Memory-Efficient Adaptive Optimization for Humongous-Scale Learning
AIR SEMINAR SERIES
Yoram Singer, Princeton University and Google
When:
Monday, April 22, 2019
Event Start Time: 11:00 am (reception starts at 10:30am)
Event End Time: 12:00 pm
Where:
Kilachand Center, Colloquium Room 101
Abstract: Adaptive gradient-based optimizers such as AdaGrad and Adam are among the methods of choice in modern machine learning. These methods maintain second-order statistics of each model parameter, thus doubling the memory footprint of the optimizer. In behemoth-size applications, this memory overhead restricts the size of the model being used as well as the number of examples in a mini-batch. We describe a novel, simple, and flexible adaptive optimization method with sublinear memory cost that retains the benefits of per-parameter adaptivity while allowing for larger models and mini-batches. We give convergence guarantees for our method and demonstrate its effectiveness in training some of the largest deep models used at Google.
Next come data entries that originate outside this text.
//! The dQUICK staking pool ("dragon's lair"): QUICK staked for dQUICK, which earns a
//! share of every trade.
use alloy::{
    primitives::{Address, U256},
    providers::Provider,
};
use color_eyre::eyre::{self, Context as _};
use num_bigint::BigUint;
use num_traits::ToPrimitive as _;
use tracing::instrument;

use crate::contracts::IDragonLair;

/// Share of traded volume routed to dQUICK holders.
const LAIR_FEE: f64 = 0.0004;

/// dQUICK and QUICK both carry 18 decimals.
const ONE_TOKEN: u64 = 1_000_000_000_000_000_000;

/// Inputs of the dQUICK staking APY.
#[derive(Debug, Clone, Copy)]
pub struct LairInfo {
    pub one_day_volume_usd: f64,
    pub dquick_total_supply: f64,
    pub dquick_to_quick: f64,
    pub quick_price: f64,
}

/// dQUICK APY in percent, compounding daily; when compounding explodes past 10 000 %
/// the simple APR is reported instead.
pub fn lair_apy(info: &LairInfo) -> Option<f64> {
    let apr = info.one_day_volume_usd * LAIR_FEE / info.dquick_total_supply * 365.0
        / (info.dquick_to_quick * info.quick_price);
    if !apr.is_finite() || apr <= 0.0 {
        return None;
    }
    let apy = (1.0 + apr / 365.0).powi(365) - 1.0;
    if apy > 100.0 {
        Some(apr * 100.0)
    } else {
        Some(apy * 100.0)
    }
}

/// On-chain state of the lair, in whole tokens.
#[derive(Debug, Clone, Copy, PartialEq)]
pub struct LairReads {
    pub dquick_total_supply: f64,
    /// QUICK redeemable for one dQUICK
    pub dquick_to_quick: f64,
}

impl LairReads {
    fn from_raw(total_supply: U256, quick_per_dquick: U256) -> Self {
        Self {
            dquick_total_supply: whole_tokens(total_supply),
            dquick_to_quick: whole_tokens(quick_per_dquick),
        }
    }

    pub fn info(&self, one_day_volume_usd: f64, quick_price: f64) -> LairInfo {
        LairInfo {
            one_day_volume_usd,
            dquick_total_supply: self.dquick_total_supply,
            dquick_to_quick: self.dquick_to_quick,
            quick_price,
        }
    }
}

fn whole_tokens(raw: U256) -> f64 {
    let raw = BigUint::from_bytes_be(&raw.to_be_bytes::<32>());
    raw.to_f64().unwrap_or(f64::MAX) / ONE_TOKEN as f64
}

#[instrument(skip(provider))]
pub async fn read_lair<P: Provider + Clone>(provider: &P, lair: Address) -> eyre::Result<LairReads> {
    let contract = IDragonLair::new(lair, provider.clone());
    let total_supply: U256 = contract
        .totalSupply()
        .call()
        .await
        .wrap_err("failed to read dQUICK supply")?;
    let quick_per_dquick: U256 = contract
        .dQUICKForQUICK(U256::from(ONE_TOKEN))
        .call()
        .await
        .wrap_err("failed to read dQUICK exchange rate")?;
    Ok(LairReads::from_raw(total_supply, quick_per_dquick))
}

#[cfg(test)]
mod tests {
    use super::*;

    #[test]
    fn lair_apy_compounds_daily() {
        let apy = lair_apy(&LairInfo {
            one_day_volume_usd: 10_000_000.0,
            dquick_total_supply: 100_000.0,
            dquick_to_quick: 1.0,
            quick_price: 1_000.0,
        })
        .unwrap();
        // apr = 1e7 * 0.0004 / 1e5 * 365 / 1e3 = 0.0146
        let expected = ((1.0 + 0.0146 / 365.0f64).powi(365) - 1.0) * 100.0;
        assert!((apy - expected).abs() < 1e-9);
        assert!(lair_apy(&LairInfo { one_day_volume_usd: 0.0, dquick_total_supply: 1.0, dquick_to_quick: 1.0, quick_price: 1.0 }).is_none());
        assert!(lair_apy(&LairInfo { one_day_volume_usd: 1.0, dquick_total_supply: 0.0, dquick_to_quick: 1.0, quick_price: 1.0 }).is_none());
    }

    #[test]
    fn runaway_compounding_reports_apr() {
        let apy = lair_apy(&LairInfo {
            one_day_volume_usd: 1_000_000.0,
            dquick_total_supply: 1.0,
            dquick_to_quick: 1.0,
            quick_price: 1.0,
        })
        .unwrap();
        assert!((apy - 400.0 * 365.0 * 100.0).abs() < 1e-6);
    }

    #[test]
    fn reads_scale_raw_amounts_to_whole_tokens() {
        let reads = LairReads::from_raw(
            U256::from(2_500u64) * U256::from(ONE_TOKEN),
            U256::from(1_200_000_000_000_000_000u64),
        );
        assert_eq!(reads.dquick_total_supply, 2_500.0);
        assert!((reads.dquick_to_quick - 1.2).abs() < 1e-12);

        let info = reads.info(5_000_000.0, 40.0);
        assert_eq!(info.dquick_total_supply, 2_500.0);
        assert_eq!(info.quick_price, 40.0);
        // apr = 5e6 * 0.0004 / 2500 * 365 / (1.2 * 40) = 6.083...
        assert!(lair_apy(&info).is_some_and(|apy| apy > 100.0));
    }
}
Bio: Yoram Singer is the head of Principles Of Effective Machine-learning (POEM) research group in Google Brain and a professor of Computer Science at Princeton. He was a member of the technical staff at AT&T Research from 1995 through 1999 and an associate professor at the Hebrew University from 1999 through 2007. He is a fellow of AAAI. His research on machine learning algorithms received several awards.